Калошин, как всегда, по-военному, быстро собрался и через двадцать минут был в отделе. Дубовик пил горячий чай, вкусно пахнущий травами. Громко прихлёбывая, показал стакан:

– Вот, дежурный заварил по какому-то своему рецепту. Цвет какой! А вкус!.. М-м-м!.. И здорово бодрит. Рекомендую. – Сам же, отставив почти пустой стакан, закурил. Показал глазами на лежащий на столе Калошина пакет: – Изучай. – Придвинув поближе «Ремингтон», стал что-то быстро отстукивать, прищуриваясь от сизого дыма торчащей в уголке губ папиросы.
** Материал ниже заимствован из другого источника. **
//! Structured, leveled logging with remote dispatch.
//!
//! # Responsibilities
//! - Gate log lines by a severity threshold
//! - Write accepted lines to a local sink (stdout by default)
//! - Mirror accepted lines to the remote collector over mutual TLS
//! - Pick the threshold from the per-container log-control file
//!
//! # Design Decisions
//! - Uses the tracing crate for the local sink, with a dedicated
//!   `Dispatch` per logger so its writer and level can change at runtime
//! - Threshold and sink filter live in one swappable value and never diverge
//! - Remote delivery is best-effort and never reaches the caller

use std::io::{self, Write};
use std::path::Path;
use std::sync::{Arc, Mutex, MutexGuard};

use arc_swap::{ArcSwap, ArcSwapOption};
use tracing::Dispatch;
use tracing_subscriber::filter::LevelFilter;

use crate::config::AppConfig;
use crate::net::tls::build_mutual_trust_config;
use crate::observability::control::{read_log_controls, threshold_for, ControlFileError};
use crate::observability::dispatch::{
    endpoint_url, DispatchError, LogEntry, RemoteDispatcher, DISPATCH_TIMEOUT,
};

/// Log severity, ordered from least to most verbose.
#[derive(Debug, Clone, Copy, PartialEq, Eq, PartialOrd, Ord, Hash)]
pub enum Severity {
    Fatal,
    Error,
    Warning,
    Info,
    Debug,
}

impl Severity {
    /// Label used in the wire record.
    pub fn label(self) -> &'static str {
        match self {
            Severity::Fatal => "fatal",
            Severity::Error => "error",
            Severity::Warning => "warning",
            Severity::Info => "info",
            Severity::Debug => "debug",
        }
    }

    /// Parse a severity label from the log-control file.
    pub fn from_control_label(label: &str) -> Option<Self> {
        match label {
            "critical" => Some(Severity::Fatal),
            "error" => Some(Severity::Error),
            "warning" => Some(Severity::Warning),
            "info" => Some(Severity::Info),
            "debug" => Some(Severity::Debug),
            _ => None,
        }
    }

    // tracing has no fatal level; nothing is emitted at Fatal.
    fn level_filter(self) -> LevelFilter {
        match self {
            Severity::Fatal => LevelFilter::OFF,
            Severity::Error => LevelFilter::ERROR,
            Severity::Warning => LevelFilter::WARN,
            Severity::Info => LevelFilter::INFO,
            Severity::Debug => LevelFilter::DEBUG,
        }
    }
}

type SinkWriter = Arc<Mutex<Box<dyn Write + Send>>>;

fn shared<W: Write + Send + 'static>(writer: W) -> SinkWriter {
    Arc::new(Mutex::new(Box::new(writer)))
}

/// Handle on a [`SinkWriter`] handed to the formatter for each event.
struct SharedWriter(SinkWriter);

impl SharedWriter {
    fn lock(&self) -> io::Result<MutexGuard<'_, Box<dyn Write + Send>>> {
        self.0
            .lock()
            .map_err(|_| io::Error::other("log writer lock poisoned"))
    }
}

impl Write for SharedWriter {
    fn write(&mut self, buf: &[u8]) -> io::Result<usize> {
        self.lock()?.write(buf)
    }

    fn write_all(&mut self, buf: &[u8]) -> io::Result<()> {
        self.lock()?.write_all(buf)
    }

    fn flush(&mut self) -> io::Result<()> {
        self.lock()?.flush()
    }
}

/// Local output of a [`Logger`]: a writer, the active threshold, and the
/// tracing dispatcher that formats lines into the writer.
pub struct LocalSink {
    threshold: Severity,
    writer: SinkWriter,
    dispatch: Dispatch,
}

impl LocalSink {
    fn new(writer: SinkWriter, threshold: Severity) -> Self {
        let make_writer = {
            let writer = writer.clone();
            move || SharedWriter(writer.clone())
        };
        let subscriber = tracing_subscriber::fmt()
            .with_writer(make_writer)
            .with_max_level(threshold.level_filter())
            .with_ansi(false)
            .with_target(false)
            .finish();

        Self {
            threshold,
            writer,
            dispatch: Dispatch::new(subscriber),
        }
    }

    pub fn threshold(&self) -> Severity {
        self.threshold
    }

    /// Write one line, subject only to the sink's level filter.
    pub fn write(&self, severity: Severity, message: &str) {
        tracing::dispatcher::with_default(&self.dispatch, || match severity {
            Severity::Fatal | Severity::Error => tracing::error!("{}", message),
            Severity::Warning => tracing::warn!("{}", message),
            Severity::Info => tracing::info!("{}", message),
            Severity::Debug => tracing::debug!("{}", message),
        });
    }
}

struct LoggerInner {
    sink: Arc<ArcSwap<LocalSink>>,
    remote: ArcSwapOption<RemoteDispatcher>,
}

/// Leveled logger that mirrors accepted lines to a remote collector.
///
/// Cheap to clone; clones share state, so `set_level`, `set_output` and
/// `reinit` on one clone are seen by all.
#[derive(Clone)]
pub struct Logger {
    inner: Arc<LoggerInner>,
}

impl Logger {
    /// Initialize a logger writing to stdout.
    pub fn init(config: Arc<AppConfig>) -> Self {
        Self::init_with_writer(config, io::stdout())
    }

    /// Initialize a logger writing to `writer`.
    ///
    /// Anything reported while reading the log-control file goes to `writer`.
    pub fn init_with_writer<W: Write + Send + 'static>(config: Arc<AppConfig>, writer: W) -> Self {
        let logger = Self {
            inner: Arc::new(LoggerInner {
                sink: Arc::new(ArcSwap::from_pointee(LocalSink::new(shared(io::sink()), Severity::Info))),
                remote: ArcSwapOption::empty(),
            }),
        };
        logger.reinit_with_writer(config, writer);
        logger
    }

    /// Re-run initialization against `config`, resetting output to stdout.
    pub fn reinit(&self, config: Arc<AppConfig>) {
        self.reinit_with_writer(config, io::stdout());
    }

    /// Re-run initialization against `config`, writing to `writer`.
    ///
    /// The previous remote dispatcher is released; it finishes delivering
    /// what was already queued.
    pub fn reinit_with_writer<W: Write + Send + 'static>(&self, config: Arc<AppConfig>, writer: W) {
        self.inner
            .sink
            .store(Arc::new(LocalSink::new(shared(writer), Severity::Info)));
        self.inner.remote.store(self.remote_dispatcher(&config).map(Arc::new));
        self.apply_log_control(&config);
    }

    /// Set the threshold and the local sink filter together.
    pub fn set_level(&self, level: Severity) {
        self.inner
            .sink
            .rcu(|sink| LocalSink::new(sink.writer.clone(), level));
    }

    /// Redirect the local sink. Remote dispatch is unaffected.
    pub fn set_output<W: Write + Send + 'static>(&self, writer: W) {
        let writer = shared(writer);
        self.inner
            .sink
            .rcu(|sink| LocalSink::new(writer.clone(), sink.threshold));
    }

    /// Active threshold.
    pub fn threshold(&self) -> Severity {
        self.inner.sink.load().threshold
    }

    /// Whether accepted lines are mirrored to a remote collector.
    pub fn remote_enabled(&self) -> bool {
        self.inner.remote.load().is_some()
    }

    pub fn error(&self, message: &str) {
        self.emit(Severity::Error, message);
    }

    pub fn warning(&self, message: &str) {
        self.emit(Severity::Warning, message);
    }

    pub fn info(&self, message: &str) {
        self.emit(Severity::Info, message);
    }

    pub fn debug(&self, message: &str) {
        self.emit(Severity::Debug, message);
    }

    /// Queue `message` for the remote collector.
    ///
    /// Returns once the record is queued; delivery happens in the background.
    pub fn dispatch(&self, message: &str, severity: Severity) -> Result<(), DispatchError> {
        let remote = self.inner.remote.load();
        match &*remote {
            Some(remote) => remote.submit(&LogEntry::new(message, severity)),
            None => Err(DispatchError::Disabled),
        }
    }

    fn emit(&self, severity: Severity, message: &str) {
        let sink = self.inner.sink.load();
        if sink.threshold < severity {
            return;
        }
        sink.write(severity, message);

        // Remote delivery is best-effort.
        let _ = self.dispatch(message, severity);
    }

    // Writes bypass the threshold gate and are never dispatched.
    fn write_local(&self, severity: Severity, message: &str) {
        self.inner.sink.load().write(severity, message);
    }

    fn remote_dispatcher(&self, config: &AppConfig) -> Option<RemoteDispatcher> {
        let trust = build_mutual_trust_config(config)?;

        let url = match endpoint_url(&config.log_endpoint) {
            Ok(url) => url,
            Err(e) => {
                self.write_local(Severity::Warning, &format!("{}, remote logging disabled", e));
                return None;
            }
        };

        let client = match trust.http_client_builder().timeout(DISPATCH_TIMEOUT).build() {
            Ok(client) => client,
            Err(e) => {
                self.write_local(
                    Severity::Warning,
                    &format!("Could not build mTLS logging client, remote logging disabled: {}", e),
                );
                return None;
            }
        };

        let Ok(runtime) = tokio::runtime::Handle::try_current() else {
            self.write_local(Severity::Warning, "No async runtime, remote logging disabled");
            return None;
        };

        Some(RemoteDispatcher::spawn(&runtime, client, url, self.inner.sink.clone()))
    }

    fn apply_log_control(&self, config: &AppConfig) {
        match read_log_controls(Path::new(&config.log_control_file)) {
            Ok(controls) => {
                if let Some(level) = threshold_for(&controls, &config.container_name) {
                    self.set_level(level);
                }
            }
            Err(e @ ControlFileError::Read { .. }) => {
                self.write_local(Severity::Error, &e.to_string());
                self.write_local(
                    Severity::Warning,
                    "Could not read from LogControlFile, setting level to INFO",
                );
            }
            Err(e @ ControlFileError::Parse(_)) => {
                self.write_local(Severity::Error, &e.to_string());
                self.write_local(
                    Severity::Warning,
                    "Could not parse LogControlFile, setting level to INFO",
                );
            }
        }
    }
}

impl std::fmt::Debug for Logger {
    fn fmt(&self, f: &mut std::fmt::Formatter<'_>) -> std::fmt::Result {
        f.debug_struct("Logger")
            .field("threshold", &self.threshold())
            .field("remote_enabled", &self.remote_enabled())
            .finish()
    }
}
Калошин, налив чаю, раскрыл пакет, вынул несколько листов и углубился в чтение. В документах были личные дела Каретникова и Полежаева, а также стенограмма допроса Пасюк А.А. – одного из бывших сослуживцев Шнайдера, прочитав которую, Калошин понял, почему его так спешно поднял с постели Дубовик. В ней содержались сведения, в корне расходящиеся с рассказом об этом человеке санитарки Песковой. По словам допрошенного врача Шнайдер имел семью, но она осталась на оккупированной территории Украины, где до войны в одной из неврологических лечебниц он практиковал, причем считался великолепным специалистом в области психиатрии, почему и был переведен сначала в Москву, а потом и в К***. Поскольку заведующий местной клиникой Хейфиц – как и говорила Пескова – был арестован, то на его место направили Шнайдера. Необходимость этого назначения состояла в том, что в данной клинике на излечении в тот момент находилась некая высокопоставленная личность из высших эшелонов власти. Шаргин же, временно замещающий Хейфица, был слишком молод и не имел практики. Семья Шнайдера, как предполагалось, должна была присоединиться позже, но, к сожалению, война внесла свои коррективы. Доктор, не смотря на наступление немцев под Москвой, все же отправился к месту новой службы, чтобы участвовать, как и было сказано ранее, в эвакуации больных. Больше Пасюк не встречался со Шнайдером, и о его судьбе ему в тот момент ничего не было известно. Но после войны он случайно разговорился с одним чиновником из отдела Здравоохранения, так вот тот рассказал, что Шнайдера разыскивала жена, но к тому времени, доктор уже скончался, о чем ей и сообщили. Однако узнав о причине смерти, она написала, что ее муж был абсолютно здоровым человеком, и если чем и страдал, так только ожирением. Пасюк подтвердил, что, действительно, Шнайдер отличался «большими формами при невысоком росте», но война многих меняла до неузнаваемости и болезнями награждала сполна. Чиновник же только посетовал, что сожалеет о смерти такого прекрасного специалиста.